Ovelar represented the Paraguayan national under-20 football team in 2001, aged 16, playing in five games but unable to score at the South American Youth Championship.

==Club career==

===Early career===
Roberto Ovelar began his career with Paraguayan side Cerro Porteño, where he was able to play regularly and score 10 goals in the 2006-2007 season. In 2007, Ovelar signed on loan with Peru side San Martín de Porres at the age of 22. Ovelar made significant achievements during the 2007 Apertura and the 2008 Clausura of the Torneo Descentralizado.

===Cruz Azul===
Ovelar signed for Mexican side Cruz Azul for the Clausura 2009 tournament after his time in San Martín de Porres. While in Mexico, Ovelar saw it as an opportunity to one day play for the Paraguay national football team, as the league featured Paraguayan players who were on the national squad. His limited play in 5 matches enabled him to score 1 goal despite being unable to get a starting position.

===Alianza Lima ===
After barely playing in Cruz Azul, Ovelar returned to Peru, going to Alianza Lima. He had excellent performances which gave him the opportunity to play for the Peru national team, but he was keen to play for Paraguay. His first goal came on December 5, 2009, in a 2-2 home draw against Cesar Vallejo. His 45th minute go-ahead goal made up for an own-goal he had scored in the 30th minute. Ovelar was subbed off in the 75th minute, replaced by a young André Carrillo.

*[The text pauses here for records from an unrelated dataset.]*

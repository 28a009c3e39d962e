//! Auth session handed over by the identity provider after redirect.

use chrono::{DateTime, Utc};
use serde::{Deserialize, Serialize};
use std::fmt;
use tokio::sync::RwLock;
use tracing::info;

#[derive(Serialize, Deserialize, Clone, PartialEq)]
pub struct Session {
    pub user_id: String,
    pub display_name: String,
    pub access_token: String,
    pub expires_at: DateTime<Utc>,
}

impl Session {
    pub fn is_expired_at(&self, now: DateTime<Utc>) -> bool {
        self.expires_at <= now
    }
}

impl fmt::Debug for Session {
    fn fmt(&self, f: &mut fmt::Formatter<'_>) -> fmt::Result {
        f.debug_struct("Session")
            .field("user_id", &self.user_id)
            .field("display_name", &self.display_name)
            .field("access_token", &"[REDACTED]")
            .field("expires_at", &self.expires_at)
            .finish()
    }
}

#[derive(Default)]
pub struct SessionState {
    current: RwLock<Option<Session>>,
}

impl SessionState {
    pub async fn sign_in(&self, session: Session) {
        info!(user_id = %session.user_id, expires_at = %session.expires_at, "Signed in");
        *self.current.write().await = Some(session);
    }

    /// Returns the session that was dropped, if any.
    pub async fn sign_out(&self) -> Option<Session> {
        let previous = self.current.write().await.take();
        if let Some(session) = &previous {
            info!(user_id = %session.user_id, "Signed out");
        }
        previous
    }

    /// The stored session, expired or not.
    pub async fn current(&self) -> Option<Session> {
        self.current.read().await.clone()
    }

    /// The stored session if it is still valid.
    pub async fn valid(&self) -> Option<Session> {
        let now = Utc::now();
        self.current
            .read()
            .await
            .as_ref()
            .filter(|s| !s.is_expired_at(now))
            .cloned()
    }

    pub async fn is_authenticated(&self) -> bool {
        self.valid().await.is_some()
    }
}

===Universidad Católica===
For summer 2012, Ovelar signed with Chilean side Universidad Católica. He played 15 matches and scored 5 goals. His debut came on January 28, 2012, in a 2-1 win at Palestino. He was subbed off in the 67th minute and replaced by Francisco Pizarro. His first league goal came on March 11, 2012, in a 2-1 win at O'Higgins. He scored a last minute goal to give his team the win.

===Atlético Junior===
In 2014, Ovelar signed for Colombian side Junior. He made his debut on July 20, 2014 (on Colombian Independence Day), in a 0–1 defeat against AS Monaco for the 2014 Copa EuroAmericana.

He is second on the all time list of appearances for the team, with over 140 caps in all competitions.

===Millonarios===
In January 2018, Ovelar moved to Millonarios in the Categoría Primera A for an undisclosed transfer fee. He made his team debut and start on February 11, 2018 in a 1-0 victory over Patriotas Boyacá.

===Late career===
In 2023, Ovelar played for General Caballero de Juan León Mallorquín in the Paraguayan Primera División. They ended his contract in June of the same year.

In March 2025, Ovelar was appointed as manager of Patriotas in the Paraguayan Primera División B Nacional, after his stint as a player. Two days later, he joined 3 de Febrero, his last club.